Aim of the task
Return all lines of the data in which the string "Item" occurs.

BEGIN Material for this task

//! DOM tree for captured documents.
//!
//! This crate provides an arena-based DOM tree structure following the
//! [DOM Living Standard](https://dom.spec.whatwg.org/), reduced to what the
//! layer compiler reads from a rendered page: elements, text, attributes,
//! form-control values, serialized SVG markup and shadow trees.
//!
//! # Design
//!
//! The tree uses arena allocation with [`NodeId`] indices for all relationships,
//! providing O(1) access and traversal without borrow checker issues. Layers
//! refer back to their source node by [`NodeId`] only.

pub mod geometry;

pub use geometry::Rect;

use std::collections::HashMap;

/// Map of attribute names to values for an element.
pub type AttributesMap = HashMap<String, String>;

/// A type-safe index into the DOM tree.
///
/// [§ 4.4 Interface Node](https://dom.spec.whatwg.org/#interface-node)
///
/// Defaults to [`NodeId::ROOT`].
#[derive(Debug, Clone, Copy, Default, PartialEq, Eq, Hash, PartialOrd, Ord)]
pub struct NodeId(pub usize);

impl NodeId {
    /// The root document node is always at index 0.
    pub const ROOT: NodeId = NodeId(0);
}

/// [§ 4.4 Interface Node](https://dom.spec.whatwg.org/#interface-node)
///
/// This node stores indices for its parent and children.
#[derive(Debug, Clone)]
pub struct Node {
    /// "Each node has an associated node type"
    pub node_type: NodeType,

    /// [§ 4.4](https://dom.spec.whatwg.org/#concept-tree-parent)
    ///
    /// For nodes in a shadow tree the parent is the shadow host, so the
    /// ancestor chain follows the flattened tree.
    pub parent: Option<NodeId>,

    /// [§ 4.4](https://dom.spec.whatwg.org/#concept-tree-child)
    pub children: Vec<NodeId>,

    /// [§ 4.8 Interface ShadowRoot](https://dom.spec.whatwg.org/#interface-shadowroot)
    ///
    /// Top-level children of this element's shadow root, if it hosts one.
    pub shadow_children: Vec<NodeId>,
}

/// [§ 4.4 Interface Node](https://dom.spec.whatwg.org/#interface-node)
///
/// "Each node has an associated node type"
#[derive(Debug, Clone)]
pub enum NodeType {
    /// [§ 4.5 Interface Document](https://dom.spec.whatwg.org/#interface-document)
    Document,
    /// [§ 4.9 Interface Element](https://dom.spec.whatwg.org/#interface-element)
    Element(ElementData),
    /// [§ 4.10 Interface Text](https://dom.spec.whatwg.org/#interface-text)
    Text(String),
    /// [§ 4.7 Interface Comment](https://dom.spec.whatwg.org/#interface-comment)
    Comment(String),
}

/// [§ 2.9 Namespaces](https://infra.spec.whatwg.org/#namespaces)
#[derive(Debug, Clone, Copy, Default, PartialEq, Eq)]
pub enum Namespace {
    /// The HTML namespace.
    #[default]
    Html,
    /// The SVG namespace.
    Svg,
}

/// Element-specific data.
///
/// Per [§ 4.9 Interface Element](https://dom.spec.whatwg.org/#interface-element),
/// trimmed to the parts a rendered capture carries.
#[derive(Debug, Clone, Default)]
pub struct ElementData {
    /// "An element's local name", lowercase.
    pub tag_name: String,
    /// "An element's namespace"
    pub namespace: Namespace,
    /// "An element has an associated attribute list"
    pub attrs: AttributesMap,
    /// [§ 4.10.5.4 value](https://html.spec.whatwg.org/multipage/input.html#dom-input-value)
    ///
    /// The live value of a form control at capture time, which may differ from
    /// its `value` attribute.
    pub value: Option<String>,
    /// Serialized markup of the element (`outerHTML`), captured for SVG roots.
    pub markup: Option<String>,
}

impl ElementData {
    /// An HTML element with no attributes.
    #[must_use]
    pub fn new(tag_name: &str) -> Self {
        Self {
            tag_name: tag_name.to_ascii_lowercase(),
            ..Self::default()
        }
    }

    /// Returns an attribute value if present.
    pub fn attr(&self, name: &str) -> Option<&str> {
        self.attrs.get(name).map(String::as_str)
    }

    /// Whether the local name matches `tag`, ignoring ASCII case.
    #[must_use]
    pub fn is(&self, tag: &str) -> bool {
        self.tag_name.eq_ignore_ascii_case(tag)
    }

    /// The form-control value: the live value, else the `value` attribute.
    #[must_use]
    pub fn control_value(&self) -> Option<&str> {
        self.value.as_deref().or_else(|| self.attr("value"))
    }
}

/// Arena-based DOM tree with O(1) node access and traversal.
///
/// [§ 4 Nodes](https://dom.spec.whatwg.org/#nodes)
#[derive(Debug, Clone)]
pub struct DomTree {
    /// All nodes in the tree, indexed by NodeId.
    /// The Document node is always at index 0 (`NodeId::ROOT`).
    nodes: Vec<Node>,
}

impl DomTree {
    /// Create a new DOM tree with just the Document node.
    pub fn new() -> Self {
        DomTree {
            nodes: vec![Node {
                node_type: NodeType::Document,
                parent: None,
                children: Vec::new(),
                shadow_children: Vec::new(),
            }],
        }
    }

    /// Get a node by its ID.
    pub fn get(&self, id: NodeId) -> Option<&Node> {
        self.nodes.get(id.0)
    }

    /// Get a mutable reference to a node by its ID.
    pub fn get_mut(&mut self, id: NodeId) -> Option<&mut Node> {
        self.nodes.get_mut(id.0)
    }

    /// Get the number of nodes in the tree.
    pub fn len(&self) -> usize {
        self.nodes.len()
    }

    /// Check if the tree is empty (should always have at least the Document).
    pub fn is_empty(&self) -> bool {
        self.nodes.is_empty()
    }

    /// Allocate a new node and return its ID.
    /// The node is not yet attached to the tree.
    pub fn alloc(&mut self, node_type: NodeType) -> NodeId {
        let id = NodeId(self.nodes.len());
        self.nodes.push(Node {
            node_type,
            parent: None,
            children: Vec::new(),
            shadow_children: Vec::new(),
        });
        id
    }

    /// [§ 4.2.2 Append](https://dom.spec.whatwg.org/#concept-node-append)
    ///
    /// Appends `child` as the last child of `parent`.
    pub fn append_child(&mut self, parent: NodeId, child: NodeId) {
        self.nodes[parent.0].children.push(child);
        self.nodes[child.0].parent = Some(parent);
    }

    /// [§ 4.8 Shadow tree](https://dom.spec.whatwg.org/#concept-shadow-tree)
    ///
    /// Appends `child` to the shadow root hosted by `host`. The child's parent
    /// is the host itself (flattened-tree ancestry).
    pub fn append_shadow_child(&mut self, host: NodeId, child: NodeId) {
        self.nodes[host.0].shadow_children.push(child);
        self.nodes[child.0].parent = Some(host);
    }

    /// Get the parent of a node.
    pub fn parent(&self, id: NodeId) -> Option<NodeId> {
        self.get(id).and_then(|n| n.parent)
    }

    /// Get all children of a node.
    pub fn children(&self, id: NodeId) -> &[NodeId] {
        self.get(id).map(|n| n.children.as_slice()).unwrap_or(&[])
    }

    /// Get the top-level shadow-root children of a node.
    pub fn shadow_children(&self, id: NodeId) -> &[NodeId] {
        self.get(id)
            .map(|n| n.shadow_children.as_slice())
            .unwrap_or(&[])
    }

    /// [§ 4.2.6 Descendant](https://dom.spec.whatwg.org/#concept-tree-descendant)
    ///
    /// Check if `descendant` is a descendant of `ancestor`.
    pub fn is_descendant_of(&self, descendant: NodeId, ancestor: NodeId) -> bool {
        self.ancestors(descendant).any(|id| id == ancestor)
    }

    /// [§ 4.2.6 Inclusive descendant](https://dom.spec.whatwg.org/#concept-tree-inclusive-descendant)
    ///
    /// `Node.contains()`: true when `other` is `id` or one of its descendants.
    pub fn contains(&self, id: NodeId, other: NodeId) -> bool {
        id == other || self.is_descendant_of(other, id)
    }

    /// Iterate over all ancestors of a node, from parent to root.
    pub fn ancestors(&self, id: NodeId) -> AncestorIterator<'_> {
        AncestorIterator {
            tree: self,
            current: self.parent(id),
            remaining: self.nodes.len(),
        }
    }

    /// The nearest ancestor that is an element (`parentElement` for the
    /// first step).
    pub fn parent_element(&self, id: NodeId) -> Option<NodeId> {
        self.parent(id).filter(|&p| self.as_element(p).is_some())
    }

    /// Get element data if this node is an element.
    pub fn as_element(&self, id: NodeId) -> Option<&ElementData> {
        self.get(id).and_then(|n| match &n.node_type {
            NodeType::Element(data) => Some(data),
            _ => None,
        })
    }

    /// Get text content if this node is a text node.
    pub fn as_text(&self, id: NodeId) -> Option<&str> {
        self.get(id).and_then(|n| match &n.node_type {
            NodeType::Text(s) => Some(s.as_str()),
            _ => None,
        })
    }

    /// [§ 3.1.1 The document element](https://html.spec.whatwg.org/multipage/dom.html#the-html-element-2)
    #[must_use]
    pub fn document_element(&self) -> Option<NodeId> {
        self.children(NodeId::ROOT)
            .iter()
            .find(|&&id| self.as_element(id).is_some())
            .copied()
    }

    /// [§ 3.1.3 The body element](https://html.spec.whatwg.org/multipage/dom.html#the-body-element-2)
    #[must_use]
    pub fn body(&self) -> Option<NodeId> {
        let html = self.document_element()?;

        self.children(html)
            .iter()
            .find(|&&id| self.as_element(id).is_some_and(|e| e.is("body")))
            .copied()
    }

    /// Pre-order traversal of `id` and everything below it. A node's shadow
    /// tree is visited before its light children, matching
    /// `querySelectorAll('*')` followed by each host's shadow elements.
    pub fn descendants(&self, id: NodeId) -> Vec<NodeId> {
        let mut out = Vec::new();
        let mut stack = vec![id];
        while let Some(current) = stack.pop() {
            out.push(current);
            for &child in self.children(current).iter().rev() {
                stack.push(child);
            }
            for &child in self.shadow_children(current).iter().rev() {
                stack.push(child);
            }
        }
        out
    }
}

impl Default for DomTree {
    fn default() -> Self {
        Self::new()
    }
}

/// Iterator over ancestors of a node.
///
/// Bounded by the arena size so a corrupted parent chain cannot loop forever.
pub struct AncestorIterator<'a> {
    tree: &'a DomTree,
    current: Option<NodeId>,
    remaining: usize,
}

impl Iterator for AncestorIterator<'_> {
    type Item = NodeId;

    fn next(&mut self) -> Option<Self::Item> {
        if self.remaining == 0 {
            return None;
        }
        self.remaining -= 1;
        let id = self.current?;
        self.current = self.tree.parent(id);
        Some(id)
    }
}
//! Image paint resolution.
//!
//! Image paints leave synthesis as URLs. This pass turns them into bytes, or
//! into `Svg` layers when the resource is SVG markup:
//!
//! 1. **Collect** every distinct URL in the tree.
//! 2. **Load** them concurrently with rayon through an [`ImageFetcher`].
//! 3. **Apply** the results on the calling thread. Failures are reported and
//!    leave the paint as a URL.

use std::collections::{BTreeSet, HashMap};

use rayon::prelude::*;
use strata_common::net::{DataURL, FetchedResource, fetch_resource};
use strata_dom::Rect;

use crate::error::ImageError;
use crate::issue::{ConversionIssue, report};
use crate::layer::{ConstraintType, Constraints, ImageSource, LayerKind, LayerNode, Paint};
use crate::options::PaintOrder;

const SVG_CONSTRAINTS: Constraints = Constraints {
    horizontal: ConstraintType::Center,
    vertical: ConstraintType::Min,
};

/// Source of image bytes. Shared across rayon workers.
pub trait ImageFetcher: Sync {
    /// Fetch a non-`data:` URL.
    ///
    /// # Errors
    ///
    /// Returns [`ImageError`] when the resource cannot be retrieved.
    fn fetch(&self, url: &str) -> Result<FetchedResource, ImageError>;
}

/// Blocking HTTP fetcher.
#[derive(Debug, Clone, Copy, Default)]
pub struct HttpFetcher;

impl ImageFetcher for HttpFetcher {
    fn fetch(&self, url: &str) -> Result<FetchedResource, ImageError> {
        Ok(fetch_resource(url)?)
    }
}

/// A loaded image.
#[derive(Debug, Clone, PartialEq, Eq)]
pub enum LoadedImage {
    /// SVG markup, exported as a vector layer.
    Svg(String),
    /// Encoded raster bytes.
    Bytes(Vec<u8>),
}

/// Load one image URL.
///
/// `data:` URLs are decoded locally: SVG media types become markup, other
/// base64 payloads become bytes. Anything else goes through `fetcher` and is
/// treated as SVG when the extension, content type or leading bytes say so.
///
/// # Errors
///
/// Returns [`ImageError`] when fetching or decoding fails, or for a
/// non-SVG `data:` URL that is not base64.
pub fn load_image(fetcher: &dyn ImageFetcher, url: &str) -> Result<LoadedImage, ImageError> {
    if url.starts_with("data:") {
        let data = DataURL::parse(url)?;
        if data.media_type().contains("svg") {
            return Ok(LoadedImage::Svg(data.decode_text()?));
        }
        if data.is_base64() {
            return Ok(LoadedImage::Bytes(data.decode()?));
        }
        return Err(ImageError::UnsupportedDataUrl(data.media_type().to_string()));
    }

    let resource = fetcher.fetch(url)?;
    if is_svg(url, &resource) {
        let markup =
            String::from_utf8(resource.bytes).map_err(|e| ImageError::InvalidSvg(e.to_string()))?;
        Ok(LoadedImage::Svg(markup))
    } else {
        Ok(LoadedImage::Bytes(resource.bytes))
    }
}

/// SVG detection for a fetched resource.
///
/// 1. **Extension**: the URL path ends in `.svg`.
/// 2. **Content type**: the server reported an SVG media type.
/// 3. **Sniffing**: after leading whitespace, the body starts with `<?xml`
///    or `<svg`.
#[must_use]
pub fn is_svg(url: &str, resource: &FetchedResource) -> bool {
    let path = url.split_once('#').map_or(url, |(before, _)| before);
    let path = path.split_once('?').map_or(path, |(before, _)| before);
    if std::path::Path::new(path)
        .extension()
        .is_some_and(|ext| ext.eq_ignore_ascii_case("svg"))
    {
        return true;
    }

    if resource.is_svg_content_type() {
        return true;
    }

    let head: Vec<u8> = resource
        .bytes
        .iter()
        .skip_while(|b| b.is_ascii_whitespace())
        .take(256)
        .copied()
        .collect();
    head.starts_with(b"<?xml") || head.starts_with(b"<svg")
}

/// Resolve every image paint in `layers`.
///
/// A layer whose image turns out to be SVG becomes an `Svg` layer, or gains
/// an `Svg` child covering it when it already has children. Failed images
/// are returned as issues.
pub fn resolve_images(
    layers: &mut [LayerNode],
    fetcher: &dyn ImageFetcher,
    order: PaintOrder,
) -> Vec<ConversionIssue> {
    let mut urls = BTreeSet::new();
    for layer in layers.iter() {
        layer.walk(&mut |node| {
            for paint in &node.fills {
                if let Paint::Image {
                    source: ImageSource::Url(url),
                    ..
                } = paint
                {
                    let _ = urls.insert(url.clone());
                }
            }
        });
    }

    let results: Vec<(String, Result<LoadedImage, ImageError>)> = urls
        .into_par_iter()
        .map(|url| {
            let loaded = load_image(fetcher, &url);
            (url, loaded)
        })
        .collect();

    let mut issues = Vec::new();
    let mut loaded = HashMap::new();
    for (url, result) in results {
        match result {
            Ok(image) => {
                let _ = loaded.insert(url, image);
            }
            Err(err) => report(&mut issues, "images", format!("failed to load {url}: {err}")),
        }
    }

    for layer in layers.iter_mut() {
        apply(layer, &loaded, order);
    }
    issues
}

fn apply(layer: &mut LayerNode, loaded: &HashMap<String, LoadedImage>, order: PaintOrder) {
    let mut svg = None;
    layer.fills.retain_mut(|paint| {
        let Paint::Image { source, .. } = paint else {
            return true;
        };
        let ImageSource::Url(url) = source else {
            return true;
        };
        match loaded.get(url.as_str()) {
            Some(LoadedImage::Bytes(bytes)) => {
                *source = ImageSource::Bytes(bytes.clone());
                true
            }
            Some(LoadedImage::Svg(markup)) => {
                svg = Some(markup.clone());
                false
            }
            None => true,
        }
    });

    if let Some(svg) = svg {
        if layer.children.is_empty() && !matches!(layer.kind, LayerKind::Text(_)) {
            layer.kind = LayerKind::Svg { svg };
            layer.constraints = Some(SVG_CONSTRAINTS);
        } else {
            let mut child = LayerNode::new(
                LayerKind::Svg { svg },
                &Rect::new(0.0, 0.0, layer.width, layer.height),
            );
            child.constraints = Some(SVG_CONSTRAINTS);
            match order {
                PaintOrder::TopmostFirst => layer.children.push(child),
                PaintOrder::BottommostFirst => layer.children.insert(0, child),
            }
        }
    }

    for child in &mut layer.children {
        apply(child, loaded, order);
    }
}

END Material for this task
BEGIN Material for this task

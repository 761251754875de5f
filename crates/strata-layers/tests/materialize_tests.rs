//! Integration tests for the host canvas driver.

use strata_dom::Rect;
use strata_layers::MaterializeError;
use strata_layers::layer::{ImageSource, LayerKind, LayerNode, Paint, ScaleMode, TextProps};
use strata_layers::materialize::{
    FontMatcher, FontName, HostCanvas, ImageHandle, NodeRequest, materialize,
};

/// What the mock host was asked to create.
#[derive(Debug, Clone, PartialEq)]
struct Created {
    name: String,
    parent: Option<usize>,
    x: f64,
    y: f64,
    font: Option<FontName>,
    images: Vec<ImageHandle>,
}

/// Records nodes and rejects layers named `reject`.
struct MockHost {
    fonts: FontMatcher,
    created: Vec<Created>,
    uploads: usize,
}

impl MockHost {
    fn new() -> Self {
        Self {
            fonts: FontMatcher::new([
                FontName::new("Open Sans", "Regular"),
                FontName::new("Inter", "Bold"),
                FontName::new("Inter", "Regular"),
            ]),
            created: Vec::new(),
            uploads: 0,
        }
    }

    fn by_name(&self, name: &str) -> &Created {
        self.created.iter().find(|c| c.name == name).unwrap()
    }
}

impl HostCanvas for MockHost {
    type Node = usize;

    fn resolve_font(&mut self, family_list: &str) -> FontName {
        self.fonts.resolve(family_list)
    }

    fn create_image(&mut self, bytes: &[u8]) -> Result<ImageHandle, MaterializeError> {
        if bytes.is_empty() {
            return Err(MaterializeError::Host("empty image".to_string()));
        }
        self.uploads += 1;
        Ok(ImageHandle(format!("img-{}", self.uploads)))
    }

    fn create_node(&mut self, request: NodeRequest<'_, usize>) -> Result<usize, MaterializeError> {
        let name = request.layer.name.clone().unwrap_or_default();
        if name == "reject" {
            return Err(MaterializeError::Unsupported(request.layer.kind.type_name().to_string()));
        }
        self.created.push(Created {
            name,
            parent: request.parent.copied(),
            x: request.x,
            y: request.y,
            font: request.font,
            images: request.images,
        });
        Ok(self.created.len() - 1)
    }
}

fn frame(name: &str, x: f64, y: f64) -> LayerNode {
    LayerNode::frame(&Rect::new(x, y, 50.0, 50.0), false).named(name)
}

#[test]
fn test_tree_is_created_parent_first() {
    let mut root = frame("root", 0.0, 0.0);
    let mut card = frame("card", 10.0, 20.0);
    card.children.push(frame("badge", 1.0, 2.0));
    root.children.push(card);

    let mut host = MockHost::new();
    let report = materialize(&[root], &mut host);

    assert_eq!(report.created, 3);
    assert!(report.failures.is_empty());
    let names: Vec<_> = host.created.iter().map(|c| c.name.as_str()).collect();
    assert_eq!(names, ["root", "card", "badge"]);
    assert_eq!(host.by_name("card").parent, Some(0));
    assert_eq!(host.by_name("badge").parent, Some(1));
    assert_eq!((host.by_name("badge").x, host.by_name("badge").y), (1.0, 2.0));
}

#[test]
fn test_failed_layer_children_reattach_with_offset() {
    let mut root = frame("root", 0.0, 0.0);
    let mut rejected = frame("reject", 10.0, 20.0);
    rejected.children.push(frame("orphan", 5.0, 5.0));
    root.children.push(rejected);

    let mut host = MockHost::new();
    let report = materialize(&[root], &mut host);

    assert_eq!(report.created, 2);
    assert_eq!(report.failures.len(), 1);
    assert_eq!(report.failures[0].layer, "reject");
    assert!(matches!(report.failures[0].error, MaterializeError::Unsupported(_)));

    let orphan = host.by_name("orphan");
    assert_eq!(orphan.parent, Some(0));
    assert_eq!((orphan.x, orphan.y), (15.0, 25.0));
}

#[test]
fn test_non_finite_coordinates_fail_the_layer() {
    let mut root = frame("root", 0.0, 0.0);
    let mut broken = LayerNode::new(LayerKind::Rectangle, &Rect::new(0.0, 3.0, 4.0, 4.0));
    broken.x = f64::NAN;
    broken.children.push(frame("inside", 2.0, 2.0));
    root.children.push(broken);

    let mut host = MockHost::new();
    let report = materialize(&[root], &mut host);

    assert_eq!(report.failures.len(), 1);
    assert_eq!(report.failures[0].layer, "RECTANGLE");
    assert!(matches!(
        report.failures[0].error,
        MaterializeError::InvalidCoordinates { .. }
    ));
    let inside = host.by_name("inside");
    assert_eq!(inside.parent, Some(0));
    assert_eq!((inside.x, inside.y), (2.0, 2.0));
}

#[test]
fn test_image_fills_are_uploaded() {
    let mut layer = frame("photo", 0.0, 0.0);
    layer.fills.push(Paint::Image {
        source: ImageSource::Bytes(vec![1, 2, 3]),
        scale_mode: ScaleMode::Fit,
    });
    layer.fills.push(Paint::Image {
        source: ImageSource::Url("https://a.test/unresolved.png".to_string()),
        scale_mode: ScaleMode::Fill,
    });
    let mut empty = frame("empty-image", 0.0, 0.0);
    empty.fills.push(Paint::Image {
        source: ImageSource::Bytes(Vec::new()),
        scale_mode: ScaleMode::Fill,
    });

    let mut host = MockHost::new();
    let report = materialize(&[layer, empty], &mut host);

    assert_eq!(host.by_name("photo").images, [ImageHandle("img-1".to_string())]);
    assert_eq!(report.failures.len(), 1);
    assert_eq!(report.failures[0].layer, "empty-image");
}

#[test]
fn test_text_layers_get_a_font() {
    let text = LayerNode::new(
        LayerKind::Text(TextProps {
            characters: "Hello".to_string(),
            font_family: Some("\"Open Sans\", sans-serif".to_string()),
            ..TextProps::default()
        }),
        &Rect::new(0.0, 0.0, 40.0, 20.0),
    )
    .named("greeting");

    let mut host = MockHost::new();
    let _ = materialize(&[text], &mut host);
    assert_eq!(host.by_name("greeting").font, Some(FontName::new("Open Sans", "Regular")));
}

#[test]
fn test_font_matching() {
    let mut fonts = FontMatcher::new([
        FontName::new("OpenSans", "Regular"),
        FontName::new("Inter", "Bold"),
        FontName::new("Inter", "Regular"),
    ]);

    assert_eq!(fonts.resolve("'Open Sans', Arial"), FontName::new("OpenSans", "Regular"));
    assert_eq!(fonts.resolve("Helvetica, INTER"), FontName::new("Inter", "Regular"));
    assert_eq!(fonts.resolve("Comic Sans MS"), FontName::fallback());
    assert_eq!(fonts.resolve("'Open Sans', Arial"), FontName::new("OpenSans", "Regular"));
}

END Material for this task

Expected answer
    type Item = NodeId;
    fn next(&mut self) -> Option<Self::Item> {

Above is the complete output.